El narcisismo de Yahvé se tambaleó, pero su desconexión de la realidad era tan grande que no dejó que eso le afectara. Su jugada maestra fue permitir que los humanos construyeran su imagen a semejanza de ellos mismos. Nunca le había gustado la imagen del anciano de barba blanca, aunque en la época en que se llamaba Zeus al menos podía lanzar rayos. Pero su jugada maestra también fue el principio de sus problemas de imagen. Él se veía hermoso tal y como era, y así quería ser aceptado. En especial por las mujeres. Siempre le habían parecido hermosas las hijas de los hombres, pero nunca pudo relacionarse con ellas más que recurriendo a engaños o a la violencia. La mayoría de las veces, a ambas cosas.
Jesús estaba harto de todas esas mierdas y así se lo dijo cuando por fin se sentó a su lado. Su Padre, por supuesto, no se lo tomó nada bien. Durante más de quinientos años salían casi a bronca diaria, unas discusiones que hacían temblar el Misterio, hasta que Jesús se hartó y volvió a la Tierra. El hecho de que la nueva imagen del viejo fuera la de un dios cuya imagen no se podía reproducir de ninguna manera era la prueba irrefutable de que su Padre había perdido la razón por completo.
Con esos antecedentes familiares ¿quién no acabaría dejándose 500 pavos por sesión, tres veces por semana, en el diván de un judío marxista nieto de supervivientes de Auschwitz? El resto del tiempo, Jesucristo lo pasaba contando su historia en barras de bar tan largas como la noche eterna de su alma, a lo largo y ancho de todos los Estados Unidos, ese país en el que Él se había convertido en el auténtico rey de la creación.
Se sirvió otro bourbon, se metió otra raya de speed maldiciendo al camello que se lo había vendido. Miró a la cama por primera vez en mucho rato. La culpa había sido del speed, se dijo. Eso era lo que iba a decirle a Luzbel en cuanto llegara. Sabía que no le iba a creer, pero también que no iba a discutir su versión. Le debía demasiados favores. Había sido culpa del speed, sin duda. El picor de las cicatrices en las manos era insoportable, no paraba de rascarse y no conseguía hacerlo parar. Tenía que golpear las manos contra algo, agarrar algo muy fuerte para aliviar el picor.
- Por supuesto, Jesús, -susurraría Luzbel comprensivo-. Sabes que te entiendo, primo. Yo siempre te he comprendido. La culpa no es tuya. Tú no tienes culpa de nada.

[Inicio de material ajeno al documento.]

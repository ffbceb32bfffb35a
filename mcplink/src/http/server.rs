//! Server side of the HTTP + server-sent events transport.
//!
//! The whole session is served from a single endpoint path:
//!
//! * `POST` carries one envelope from the client.  Notifications and responses are accepted with
//!   `202`; the `initialize` request is answered with a plain JSON body; every other request gets
//!   an event stream that carries whatever the server sends in relation to that request, ending
//!   with its response.
//! * `GET` opens (or resumes, with `Last-Event-ID`) the general event stream for server-initiated
//!   messages that aren't tied to a request.
//! * `DELETE` ends the session.
use super::accept::{accepts_exactly, OriginAllowList, APPLICATION_JSON, TEXT_EVENT_STREAM};
use super::auth::{challenge, Authorizer, ProtectedResourceMetadata};
use super::{LAST_EVENT_ID_HEADER, PROTOCOL_VERSION_HEADER, SESSION_COOKIE, SESSION_ID_HEADER};
use crate::config::HttpServerConfig;
use crate::dispatcher::MessageDispatcher;
use crate::event_stream::{parse_last_event_id, EventStream, SseEvent};
use crate::router::{MessageRouter, StreamBinding};
use crate::runtime::{CancelledNotification, CANCELLED_METHOD};
use crate::session::{Principal, SessionManager, SessionOutcome};
use anyhow::Context;
use axum::body::{Body, Bytes};
use axum::extract::{ConnectInfo, State};
use axum::http::{header, HeaderMap, HeaderName, HeaderValue, StatusCode};
use axum::response::{IntoResponse, Response};
use axum::routing::{get, post};
use axum::{Json, Router};
use futures::StreamExt;
use mcplink_jsonrpc::transport::{Transport, TransportError};
use mcplink_jsonrpc::{Envelope, EnvelopeError, JsonRpcError, Request};
use serde_json::Value;
use std::convert::Infallible;
use std::net::SocketAddr;
use std::sync::Arc;
use std::time::Duration;
use tokio::sync::mpsc;
use tokio::task::JoinHandle;
use tokio_stream::wrappers::ReceiverStream;
use tokio_util::sync::CancellationToken;
use tower_http::trace::TraceLayer;
use tracing::*;

const SHUTDOWN_GRACE: Duration = Duration::from_secs(5);

struct ServerState {
    config: HttpServerConfig,
    origins: OriginAllowList,
    authorizer: Option<Arc<dyn Authorizer>>,
    session: SessionManager,
    router: Arc<MessageRouter>,
    dispatcher: MessageDispatcher,

    /// Envelopes posted by the client, waiting for [`Transport::receive`]
    incoming: mpsc::Sender<Envelope>,

    /// Tripped when the session is deleted or the transport closed; the inbound side is finished
    inbound_closed: CancellationToken,
}

/// Serves one MCP session over HTTP.
///
/// Implements [`Transport`], so a server runtime can sit on top of it exactly as it would on a
/// stdio transport.
pub struct HttpServerTransport {
    state: Arc<ServerState>,
    incoming: tokio::sync::Mutex<mpsc::Receiver<Envelope>>,
    local_addr: SocketAddr,
    shutdown: CancellationToken,
    server: std::sync::Mutex<Option<JoinHandle<()>>>,
}

impl std::fmt::Debug for HttpServerTransport {
    fn fmt(&self, f: &mut std::fmt::Formatter<'_>) -> std::fmt::Result {
        f.debug_struct("HttpServerTransport")
            .field("local_addr", &self.local_addr)
            .field("session", &self.state.session.session_id())
            .finish_non_exhaustive()
    }
}

impl HttpServerTransport {
    /// Start listening on `addr` without any authorization; every request runs as the configured
    /// default principal.
    pub async fn bind(addr: SocketAddr, config: HttpServerConfig) -> anyhow::Result<Self> {
        Self::bind_with_authorizer(addr, config, None).await
    }

    pub async fn bind_with_authorizer(
        addr: SocketAddr,
        config: HttpServerConfig,
        authorizer: Option<Arc<dyn Authorizer>>,
    ) -> anyhow::Result<Self> {
        let (incoming_tx, incoming_rx) = mpsc::channel(config.sse_channel_capacity);
        let router = Arc::new(MessageRouter::new());

        let state = Arc::new(ServerState {
            origins: OriginAllowList::new(&config.allowed_origins),
            authorizer,
            session: SessionManager::new(config.session_id_bytes, config.strict_protocol_version),
            dispatcher: MessageDispatcher::new(router.clone()),
            router,
            incoming: incoming_tx,
            inbound_closed: CancellationToken::new(),
            config,
        });

        let app = Router::new()
            .route(
                &state.config.endpoint_path,
                post(handle_post).get(handle_get).delete(handle_delete),
            )
            .route(&state.config.resource_metadata_path, get(handle_metadata))
            .layer(TraceLayer::new_for_http())
            .with_state(state.clone());

        let listener = tokio::net::TcpListener::bind(addr)
            .await
            .with_context(|| format!("Binding MCP HTTP server to {addr}"))?;
        let local_addr = listener.local_addr()?;
        info!(addr = %local_addr, path = %state.config.endpoint_path, "Starting MCP HTTP server");

        let shutdown = CancellationToken::new();
        let server = tokio::spawn({
            let shutdown = shutdown.clone();
            async move {
                let result = axum::serve(
                    listener,
                    app.into_make_service_with_connect_info::<SocketAddr>(),
                )
                .with_graceful_shutdown(async move { shutdown.cancelled().await })
                .await;

                if let Err(e) = result {
                    error!(error = %e, "MCP HTTP server failed");
                }
            }
        });

        Ok(Self {
            state,
            incoming: tokio::sync::Mutex::new(incoming_rx),
            local_addr,
            shutdown,
            server: std::sync::Mutex::new(Some(server)),
        })
    }

    pub fn local_addr(&self) -> SocketAddr {
        self.local_addr
    }

    /// Full URL of the MCP endpoint
    pub fn endpoint_url(&self) -> String {
        format!("http://{}{}", self.local_addr, self.state.config.endpoint_path)
    }

    pub fn session_id(&self) -> Option<String> {
        self.state.session.session_id()
    }

    pub fn protocol_version(&self) -> String {
        self.state.session.protocol_version()
    }

    /// Number of outbound envelopes waiting for a general stream to attach
    pub fn backlog_len(&self) -> usize {
        self.state.dispatcher.backlog_len()
    }
}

Ahí estaba la clave. Él no podía tener la culpa. No había existido un ser más inocente en toda la historia de la humanidad. O de la divinidad. La culpa era de su Padre, de los judíos, de los romanos, de María Magdalena (¡Ay, la Magdalena! ¡Qué recuerdos!), de Pedro y Pablo, de Judas (pobre chaval, tan confuso) de los Papas de Roma, de San Agustín. La culpa es tuya por leer esto. La culpa la tiene cualquiera menos el bueno de Yisus, auténtico dios de América, porque América es un pueblo poderoso e inocente.
La culpa, en realidad, era de la joven que yacía despedazada en la cama del Four Seasons Motel de Vermont, Indiana. Porque, a pesar de lo que os hayan contado, fornicar no tiene nada de malo, en especial cuando lo haces con un dios. Lo que los dioses no soportan es que les mientan.
Y a pesar de que Jesucristo había sido muy claro en sus especificaciones, aquella puta no se llamaba María y no era virgen, ni muchísimo menos.